Sir David Eastwood, vice-chancellor, University of Birmingham, is reading Laura Kipnis’ Unwanted Advances: Sexual Paranoia Comes to Campus (Harper, 2017). “The central focus of this hugely readable book is the disputes at Northwestern University around Title IX sex discrimination regulations; and its principal purpose is to warn that ‘the traditional ideal of a university – as a refuge for complexity, a setting for the free exchange of ideas – is getting buried under an avalanche of platitudes and fear’. Laura Kipnis elaborates a compelling critique of the way in which Title IX had come to be deployed and thus reveals the extent to which its purpose and place in the academy have been undermined by misuse. Kipnis has herself been the subject of a Title IX suit, for an article she was commissioned to write for The Chronicle of Higher Education, which gives her analysis an authenticity that is as compelling as it is raw. A courageous, timely and necessary book.”
Karen McAulay, performing arts librarian and postdoctoral researcher, Royal Conservatoire of Scotland, is reading Min Kym’s Gone: A Girl, a Violin, a Life Unsprung (Viking, 2017). “Since I work in a conservatoire surrounded by musical talent, violinist Min Kym’s book was a natural choice. Growing up as a Korean child prodigy in England posed difficulties at home, school and college, not to mention with her wider family in Korea. There are valuable insights into a musician’s rather complex relationships with her teachers and advisers, and interesting commentary on her approach to the music itself and the challenges of forging a satisfying career, but of course Kym’s relationship with her beloved Stradivarius – and her devastation at its theft – forms the central theme. Its retrieval turns out less of a happy ending than one might expect. A poignant and relatable account.”
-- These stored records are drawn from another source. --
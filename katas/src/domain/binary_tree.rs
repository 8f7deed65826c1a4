use std::collections::VecDeque;
use std::fmt;
use std::str::FromStr;

use generational_arena::{Arena, Index};
use itertools::Itertools;
use tracing::{debug, instrument, trace};

use crate::domain::error::{DomainError, DomainResult};

/// Node of a binary tree stored in a [`BinaryTree`] arena.
#[derive(Debug, Clone)]
pub struct BinaryNode<T> {
    pub value: T,
    /// Index of the left child in the arena
    pub left: Option<Index>,
    /// Index of the right child in the arena
    pub right: Option<Index>,
    /// Index of the parent node, None for the root
    pub parent: Option<Index>,
}

impl<T> BinaryNode<T> {
    pub fn has_children(&self) -> bool {
        self.left.is_some() || self.right.is_some()
    }
}

#[derive(Debug, Clone, Copy, PartialEq, Eq)]
enum Side {
    Left,
    Right,
}

impl Side {
    fn as_str(self) -> &'static str {
        match self {
            Side::Left => "left",
            Side::Right => "right",
        }
    }
}

/// Order in which a traversal visits the nodes of a tree.
#[derive(Debug, Clone, Copy, PartialEq, Eq, Default)]
pub enum TraversalOrder {
    /// left, node, right
    #[default]
    InOrder,
    /// node, left, right
    PreOrder,
    /// left, right, node
    PostOrder,
    /// right, node, left (descending for a BST)
    ReverseInOrder,
    /// breadth-first, top to bottom, left to right
    LevelOrder,
}

impl FromStr for TraversalOrder {
    type Err = String;

    fn from_str(s: &str) -> Result<Self, Self::Err> {
        match s.to_ascii_lowercase().as_str() {
            "in" | "inorder" | "in-order" => Ok(Self::InOrder),
            "pre" | "preorder" | "pre-order" => Ok(Self::PreOrder),
            "post" | "postorder" | "post-order" => Ok(Self::PostOrder),
            "reverse" | "reverse-inorder" => Ok(Self::ReverseInOrder),
            "level" | "level-order" => Ok(Self::LevelOrder),
            other => Err(format!("unknown traversal order: {other}")),
        }
    }
}

impl fmt::Display for TraversalOrder {
    fn fmt(&self, f: &mut fmt::Formatter<'_>) -> fmt::Result {
        let s = match self {
            Self::InOrder => "in",
            Self::PreOrder => "pre",
            Self::PostOrder => "post",
            Self::ReverseInOrder => "reverse",
            Self::LevelOrder => "level",
        };
        f.write_str(s)
    }
}

/// Arena-based binary tree.
///
/// Nodes refer to each other through generational indices, so there is no
/// owning pointer chain and dropping a deep tree does not recurse. Parent
/// links make ancestor queries walk upwards without a search from the root.
#[derive(Debug, Clone)]
pub struct BinaryTree<T> {
    arena: Arena<BinaryNode<T>>,
    root: Option<Index>,
}

impl<T> Default for BinaryTree<T> {
    fn default() -> Self {
        Self::new()
    }
}

impl<T> BinaryTree<T> {
    pub fn new() -> Self {
        Self {
            arena: Arena::new(),
            root: None,
        }
    }

    pub fn len(&self) -> usize {
        self.arena.len()
    }

    pub fn is_empty(&self) -> bool {
        self.root.is_none()
    }

    pub fn root(&self) -> Option<Index> {
        self.root
    }

    pub fn node(&self, idx: Index) -> Option<&BinaryNode<T>> {
        self.arena.get(idx)
    }

    pub fn value(&self, idx: Index) -> Option<&T> {
        self.arena.get(idx).map(|n| &n.value)
    }

    pub(crate) fn require(&self, idx: Index) -> DomainResult<&BinaryNode<T>> {
        self.arena
            .get(idx)
            .ok_or_else(|| DomainError::UnknownNode(format!("{idx:?}")))
    }

    /// Starts a tree with `value` at the root.
    pub fn set_root(&mut self, value: T) -> DomainResult<Index> {
        if self.root.is_some() {
            return Err(DomainError::RootOccupied);
        }
        let idx = self.arena.insert(BinaryNode {
            value,
            left: None,
            right: None,
            parent: None,
        });
        self.root = Some(idx);
        Ok(idx)
    }

    /// Attaches `value` as the left child of `parent`, ignoring BST ordering.
    pub fn insert_left(&mut self, parent: Index, value: T) -> DomainResult<Index> {
        self.attach(parent, value, Side::Left)
    }

    /// Attaches `value` as the right child of `parent`, ignoring BST ordering.
    pub fn insert_right(&mut self, parent: Index, value: T) -> DomainResult<Index> {
        self.attach(parent, value, Side::Right)
    }

    fn attach(&mut self, parent: Index, value: T, side: Side) -> DomainResult<Index> {
        let slot = {
            let node = self.require(parent)?;
            match side {
                Side::Left => node.left,
                Side::Right => node.right,
            }
        };
        if slot.is_some() {
            return Err(DomainError::ChildOccupied {
                parent: format!("{parent:?}"),
                side: side.as_str(),
            });
        }

        let idx = self.arena.insert(BinaryNode {
            value,
            left: None,
            right: None,
            parent: Some(parent),
        });
        if let Some(node) = self.arena.get_mut(parent) {
            match side {
                Side::Left => node.left = Some(idx),
                Side::Right => node.right = Some(idx),
            }
        }
        Ok(idx)
    }

    /// Number of levels; 0 for an empty tree.
    #[instrument(level = "debug", skip(self))]
    pub fn height(&self) -> usize {
        self.iter_depths().map(|(_, depth)| depth + 1).max().unwrap_or(0)
    }

    /// Depth of a node, counting the root as depth 0.
    pub fn depth(&self, idx: Index) -> DomainResult<usize> {
        let mut depth = 0;
        let mut current = self.require(idx)?;
        while let Some(parent) = current.parent {
            current = self.require(parent)?;
            depth += 1;
        }
        Ok(depth)
    }

    pub fn iter_inorder(&self) -> InOrderIterator<'_, T> {
        InOrderIterator::new(self, false)
    }

    pub fn iter_reverse_inorder(&self) -> InOrderIterator<'_, T> {
        InOrderIterator::new(self, true)
    }

    pub fn iter_preorder(&self) -> PreOrderIterator<'_, T> {
        PreOrderIterator::new(self)
    }

    pub fn iter_postorder(&self) -> PostOrderIterator<'_, T> {
        PostOrderIterator::new(self)
    }

    pub fn iter_level_order(&self) -> LevelOrderIterator<'_, T> {
        LevelOrderIterator::new(self)
    }

    /// Level-order walk that also reports each node's depth.
    pub fn iter_depths(&self) -> impl Iterator<Item = (Index, usize)> + '_ {
        let mut queue: VecDeque<(Index, usize)> = self.root.map(|r| (r, 0)).into_iter().collect();
        std::iter::from_fn(move || {
            let (idx, depth) = queue.pop_front()?;
            if let Some(node) = self.arena.get(idx) {
                queue.extend(node.left.map(|c| (c, depth + 1)));
                queue.extend(node.right.map(|c| (c, depth + 1)));
            }
            Some((idx, depth))
        })
    }

    pub fn iter(
        &self,
        order: TraversalOrder,
    ) -> Box<dyn Iterator<Item = (Index, &BinaryNode<T>)> + '_> {
        match order {
            TraversalOrder::InOrder => Box::new(self.iter_inorder()),
            TraversalOrder::PreOrder => Box::new(self.iter_preorder()),
            TraversalOrder::PostOrder => Box::new(self.iter_postorder()),
            TraversalOrder::ReverseInOrder => Box::new(self.iter_reverse_inorder()),
            TraversalOrder::LevelOrder => Box::new(self.iter_level_order()),
        }
    }

    /// Node values in the given traversal order.
    pub fn values(&self, order: TraversalOrder) -> Vec<&T> {
        self.iter(order).map(|(_, node)| &node.value).collect()
    }
}

impl<T: Ord> BinaryTree<T> {
    /// Binary-search-tree insert without recursion.
    ///
    /// Returns the new node, or `None` when the value is already present.
    #[instrument(level = "trace", skip(self, value))]
    pub fn insert(&mut self, value: T) -> Option<Index> {
        let Some(mut current) = self.root else {
            return self.set_root(value).ok();
        };

        loop {
            let node = self.arena.get(current)?;
            let (next, side) = match value.cmp(&node.value) {
                std::cmp::Ordering::Equal => return None,
                std::cmp::Ordering::Greater => (node.right, Side::Right),
                std::cmp::Ordering::Less => (node.left, Side::Left),
            };
            match next {
                Some(child) => current = child,
                None => return self.attach(current, value, side).ok(),
            }
        }
    }

    /// Builds a BST by inserting the values in order. Duplicates are dropped.
    pub fn from_values<I: IntoIterator<Item = T>>(values: I) -> Self {
        let mut tree = Self::new();
        for value in values {
            tree.insert(value);
        }
        tree
    }

    /// Binary search for `value`.
    pub fn find(&self, value: &T) -> Option<Index> {
        let mut current = self.root;
        while let Some(idx) = current {
            let node = self.arena.get(idx)?;
            current = match value.cmp(&node.value) {
                std::cmp::Ordering::Equal => return Some(idx),
                std::cmp::Ordering::Greater => node.right,
                std::cmp::Ordering::Less => node.left,
            };
        }
        None
    }
}

impl<T: Ord + Clone + fmt::Debug> BinaryTree<T> {
    /// Minimal-height BST from a strictly increasing slice.
    ///
    /// Each sub-slice contributes its element at `len / 2` as the subtree
    /// root, except a two-element slice, which is rooted at its first element
    /// with the second as right child. `[2, 4, 6, 8, 10, 20]` becomes
    ///
    /// ```text
    ///       8
    ///     /   \
    ///    4     10
    ///   / \      \
    ///  2   6      20
    /// ```
    #[instrument(level = "debug")]
    pub fn minimal(sorted: &[T]) -> DomainResult<Self> {
        if let Some((position, _)) = sorted
            .iter()
            .tuple_windows()
            .enumerate()
            .find(|(_, (a, b))| a >= b)
        {
            return Err(DomainError::NotSorted {
                position: position + 1,
            });
        }

        let mut tree = Self::new();
        // (slice bounds, parent, side)
        let mut work: Vec<(usize, usize, Option<(Index, Side)>)> = vec![(0, sorted.len(), None)];
        while let Some((lo, hi, parent)) = work.pop() {
            if lo >= hi {
                continue;
            }
            // a pair keeps its smaller value on top
            let mid = if hi - lo == 2 { lo } else { lo + (hi - lo) / 2 };
            let value = sorted[mid].clone();
            let idx = match parent {
                None => tree.set_root(value)?,
                Some((p, side)) => tree.attach(p, value, side)?,
            };
            work.push((mid + 1, hi, Some((idx, Side::Right))));
            work.push((lo, mid, Some((idx, Side::Left))));
        }
        debug!(nodes = tree.len(), height = tree.height(), "built minimal tree");
        Ok(tree)
    }

    /// Rebuilds the tree's values as a minimal-height BST.
    #[instrument(level = "debug", skip(self))]
    pub fn rebalance(&self) -> DomainResult<Self> {
        let mut values: Vec<T> = self.iter_inorder().map(|(_, n)| n.value.clone()).collect();
        values.sort();
        if let Some((dup, _)) = values.iter().tuple_windows().find(|(a, b)| a == b) {
            return Err(DomainError::DuplicateValue(format!("{dup:?}")));
        }
        trace!(count = values.len(), "rebalancing");
        Self::minimal(&values)
    }
}

/// In-order traversal with an explicit stack; `reverse` walks right first.
pub struct InOrderIterator<'a, T> {
    tree: &'a BinaryTree<T>,
    stack: Vec<Index>,
    reverse: bool,
}

impl<'a, T> InOrderIterator<'a, T> {
    fn new(tree: &'a BinaryTree<T>, reverse: bool) -> Self {
        let mut iter = Self {
            tree,
            stack: Vec::new(),
            reverse,
        };
        iter.descend(tree.root);
        iter
    }

    fn descend(&mut self, mut current: Option<Index>) {
        while let Some(idx) = current {
            self.stack.push(idx);
            current = self.tree.node(idx).and_then(|n| if self.reverse { n.right } else { n.left });
        }
    }
}

impl<'a, T> Iterator for InOrderIterator<'a, T> {
    type Item = (Index, &'a BinaryNode<T>);

    fn next(&mut self) -> Option<Self::Item> {
        let idx = self.stack.pop()?;
        let node = self.tree.node(idx)?;
        self.descend(if self.reverse { node.left } else { node.right });
        Some((idx, node))
    }
}

pub struct PreOrderIterator<'a, T> {
    tree: &'a BinaryTree<T>,
    stack: Vec<Index>,
}

impl<'a, T> PreOrderIterator<'a, T> {
    fn new(tree: &'a BinaryTree<T>) -> Self {
        Self {
            tree,
            stack: tree.root.into_iter().collect(),
        }
    }
}

impl<'a, T> Iterator for PreOrderIterator<'a, T> {
    type Item = (Index, &'a BinaryNode<T>);

    fn next(&mut self) -> Option<Self::Item> {
        let idx = self.stack.pop()?;
        let node = self.tree.node(idx)?;
        // right first so left is popped first
        self.stack.extend(node.right);
        self.stack.extend(node.left);
        Some((idx, node))
    }
}

/// Post-order traversal; each frame remembers whether its children were pushed.
pub struct PostOrderIterator<'a, T> {
    tree: &'a BinaryTree<T>,
    stack: Vec<(Index, bool)>,
}

impl<'a, T> PostOrderIterator<'a, T> {
    fn new(tree: &'a BinaryTree<T>) -> Self {
        Self {
            tree,
            stack: tree.root.map(|r| (r, false)).into_iter().collect(),
        }
    }
}

impl<'a, T> Iterator for PostOrderIterator<'a, T> {
    type Item = (Index, &'a BinaryNode<T>);

    fn next(&mut self) -> Option<Self::Item> {
        while let Some((idx, expanded)) = self.stack.pop() {
            let node = self.tree.node(idx)?;
            if expanded {
                return Some((idx, node));
            }
            self.stack.push((idx, true));
            self.stack.extend(node.right.map(|c| (c, false)));
            self.stack.extend(node.left.map(|c| (c, false)));
        }
        None
    }
}

pub struct LevelOrderIterator<'a, T> {
    tree: &'a BinaryTree<T>,
    queue: VecDeque<Index>,
}

impl<'a, T> LevelOrderIterator<'a, T> {
    fn new(tree: &'a BinaryTree<T>) -> Self {
        Self {
            tree,
            queue: tree.root.into_iter().collect(),
        }
    }
}

impl<'a, T> Iterator for LevelOrderIterator<'a, T> {
    type Item = (Index, &'a BinaryNode<T>);

    fn next(&mut self) -> Option<Self::Item> {
        let idx = self.queue.pop_front()?;
        let node = self.tree.node(idx)?;
        self.queue.extend(node.left);
        self.queue.extend(node.right);
        Some((idx, node))
    }
}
R. C. Richardson, emeritus professor of history, University of Winchester, is reading Jack Simmons’ St Pancras Station (Allen and Unwin, 1968). “Today this imposing station is enjoying a new lease of life as the Eurostar terminal, and the Gothic cathedral-like hotel at the front of it is once more luxuriously alive and well. But it is salutary to turn to this book, written when all these buildings faced a very uncertain future. Simmons expertly charts the stages in St Pancras’ planning and construction and their challenges – few railway routes into London posed more problems – and offers appreciative assessments of both W. H. Barlow’s engine shed and Sir Gilbert Scott’s hotel and station frontage. Few would now dispute his verdicts on this combined engineering and architectural Victorian masterpiece and his firm conviction that it had a working future.”